ゲイボルクに関しては、最初観たときは突っ込んでみたものの、絵で表現するのは難しいだろうなーとも思うところであります。だから駄目だしするよりは自分ならどう表現する?と考える方が良いのかも。
そこでぱっと思いついたのは『るろ剣』の斉藤が必殺技・牙突。あの技を避けた後に、薙いで切る2段技がありましたが、イメージとしてはあんな感じ。「薙ぐ」部分じゃなくて、「突き切る」という描写が重要だと思うのです。つまり如意棒よろしく、どこまでも敵の心臓に向かっていくのでは「避けたのに当たった」という描写が見せにくいという事。ゆえに、とにかくゲイボルクの初手が凄い突き、という絵がくる→見切った!的に避けたセイバー絵→ランサー口元ニヤリで例の曲がる描写(赤い線)→胸元グサリ…のような、ある意味チープな見せ方の方がここでは逆に効果的だったんじゃないかなーと。
こうして振り返るに、『Fate』特有の戦闘シーンをアニメで効果的に表現するという事の難しさを実感できるような感じがあるのですが…。予算とかスケジュールとか、本当に大変な中での製作でしょうし。それでも今後2クールの中で、「これは!」という描写を一つ見せて欲しいなーと希望しつつ。

  • 登場人物

こっちは逆に評判悪くないですね。主に藤ねえ。後は桜可愛いとか。個人的には桜は黒くない…っと、以下略。とりあえず突っ込みたいのはOPの綾子&一成。そんな仲良く登場するから氷室恋愛探偵網にキャッチされてしまうのだよ!直後の慎ちゃんのミスリードっぷり全開な顔も素敵ですが。以下、気になった・気に入った点をいくつか。

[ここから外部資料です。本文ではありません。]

//! # Name Registries
//!
//! **Immutable maps from human names to domain values.**
//!
//! Rule files say `mob = "zombie"` or `mob = "hostile"`; the loader turns
//! those names into ids through a registry. A name may stand for several
//! values (categories, aliases), which become a `OneOf` alternative list.
//!
//! ```text
//!   "zombie"  -> [54]
//!   "hostile" -> [50, 51, 52, 54]
//! ```
//!
//! Lookups are case-insensitive; `"Pig Zombie"`, `"pig-zombie"` and
//! `"PIG_ZOMBIE"` are the same name.

use std::collections::BTreeMap;

use crate::error::{RegistryError, RegistryResult};
use crate::ids::{DamageCause, ItemId, MobType, PotionType};

/// Normalizes a registry name: trimmed, lowercase, `_` as separator.
#[must_use]
pub fn normalize_name(name: &str) -> String {
    name.trim()
        .chars()
        .map(|c| match c {
            ' ' | '-' => '_',
            c => c.to_ascii_lowercase(),
        })
        .collect()
}

/// A frozen name -> values map.
#[derive(Clone, Debug)]
pub struct Registry<V> {
    kind: &'static str,
    names: BTreeMap<String, Vec<V>>,
}

impl<V: Clone + PartialEq> Registry<V> {
    /// Starts building a registry. `kind` names it in error messages.
    #[must_use]
    pub fn builder(kind: &'static str) -> RegistryBuilder<V> {
        RegistryBuilder {
            kind,
            names: BTreeMap::new(),
        }
    }

    /// Creates an empty registry.
    #[must_use]
    pub fn empty(kind: &'static str) -> Self {
        Self::builder(kind).build()
    }

    /// What this registry names ("item", "mob", ...).
    #[inline]
    #[must_use]
    pub const fn kind(&self) -> &'static str {
        self.kind
    }

    /// Values `name` stands for.
    #[must_use]
    pub fn resolve(&self, name: &str) -> Option<&[V]> {
        self.names.get(&normalize_name(name)).map(Vec::as_slice)
    }

    /// First name (alphabetically) that stands for exactly `value`.
    #[must_use]
    pub fn name_of(&self, value: &V) -> Option<&str> {
        self.names
            .iter()
            .find(|(_, values)| values.len() == 1 && values[0] == *value)
            .map(|(name, _)| name.as_str())
    }

    /// Number of names.
    #[inline]
    #[must_use]
    pub fn len(&self) -> usize {
        self.names.len()
    }

    /// Returns true if no name is defined.
    #[inline]
    #[must_use]
    pub fn is_empty(&self) -> bool {
        self.names.is_empty()
    }
}

/// Builder for a [`Registry`].
#[derive(Debug)]
pub struct RegistryBuilder<V> {
    kind: &'static str,
    names: BTreeMap<String, Vec<V>>,
}

impl<V: Clone + PartialEq> RegistryBuilder<V> {
    /// Defines `name` as a single value.
    ///
    /// # Errors
    ///
    /// Fails on an empty or already defined name.
    pub fn define(&mut self, name: &str, value: V) -> RegistryResult<&mut Self> {
        let key = self.fresh_key(name)?;
        self.names.insert(key, vec![value]);
        Ok(self)
    }

    /// Defines `name` as the union of the values of `targets`.
    ///
    /// Targets must already be defined; aliases of aliases are fine.
    ///
    /// # Errors
    ///
    /// Fails on an empty or already defined name, or an unknown target.
    pub fn alias(&mut self, name: &str, targets: &[&str]) -> RegistryResult<&mut Self> {
        let key = self.fresh_key(name)?;

        let mut values: Vec<V> = Vec::new();
        for target in targets {
            let found = self.names.get(&normalize_name(target)).ok_or_else(|| {
                RegistryError::UnknownTarget {
                    registry: self.kind,
                    alias: key.clone(),
                    target: (*target).to_string(),
                }
            })?;
            for value in found {
                if !values.contains(value) {
                    values.push(value.clone());
                }
            }
        }

        self.names.insert(key, values);
        Ok(self)
    }

    /// Freezes the registry.
    #[must_use]
    pub fn build(self) -> Registry<V> {
        tracing::debug!(registry = self.kind, names = self.names.len(), "registry built");
        Registry {
            kind: self.kind,
            names: self.names,
        }
    }

    fn fresh_key(&self, name: &str) -> RegistryResult<String> {
        let key = normalize_name(name);
        if key.is_empty() {
            return Err(RegistryError::EmptyName { registry: self.kind });
        }
        if self.names.contains_key(&key) {
            return Err(RegistryError::DuplicateName {
                registry: self.kind,
                name: key,
            });
        }
        Ok(key)
    }
}

/// The registries a rule loader needs, one per named domain.
#[derive(Clone, Debug)]
pub struct Registries {
    /// Item and block names.
    pub items: Registry<ItemId>,
    /// Mob names and categories.
    pub mobs: Registry<MobType>,
    /// Potion effect names.
    pub potions: Registry<PotionType>,
    /// Damage cause names.
    pub damage_causes: Registry<DamageCause>,
}

impl Registries {
    /// Registries with no names at all; rule files must then use raw ids.
    #[must_use]
    pub fn empty() -> Self {
        Self {
            items: Registry::empty("item"),
            mobs: Registry::empty("mob"),
            potions: Registry::empty("potion"),
            damage_causes: Registry::empty("damage cause"),
        }
    }
}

    • まずは主人公・士郎。立ち絵のバランスが良いなぁと感心してます。首から胸にかけての逞しさなどは密かにお気に入り。原作よりはクセも少なくて「見やすい」キャラでグッド。
    • あかいあくま・凛。こちらも立ち絵には注目しがちにならざるを得ないですなぁ。あの魅惑の下半身はアニメならでは!第3話で、セイバーにチェックメイトされてある意味一目ぼれ、な描写がなかったのは今後の展開を健全に保つためには仕方なし、といった所なのかも。凛が下準備しての魔力補給とか、どう考えても放送不可でしょうし。
    • 桜。可愛さが怖い。

セイバーはこれからとして、誰のルートになるのか?という点については健全な内容で行く限り、一つに特定しなくてもあまり問題ないような気がしてきましたよ?「抱きしめて守る」だけで済まして、「口移し」や「輸血」といった代替手段で乗り切り、凛と士郎はそれぞれのクライマックスを迎えて最後にお花見…みたいな。ラスボスが混沌とした状況になるのとセイバーvsライダーが問題になりますが、やはり桜を何とか上手く入れてインパクトのあるアニメにして欲しいと思ってしまうのが性(サガ)ってやつなんでしょうね、きっと。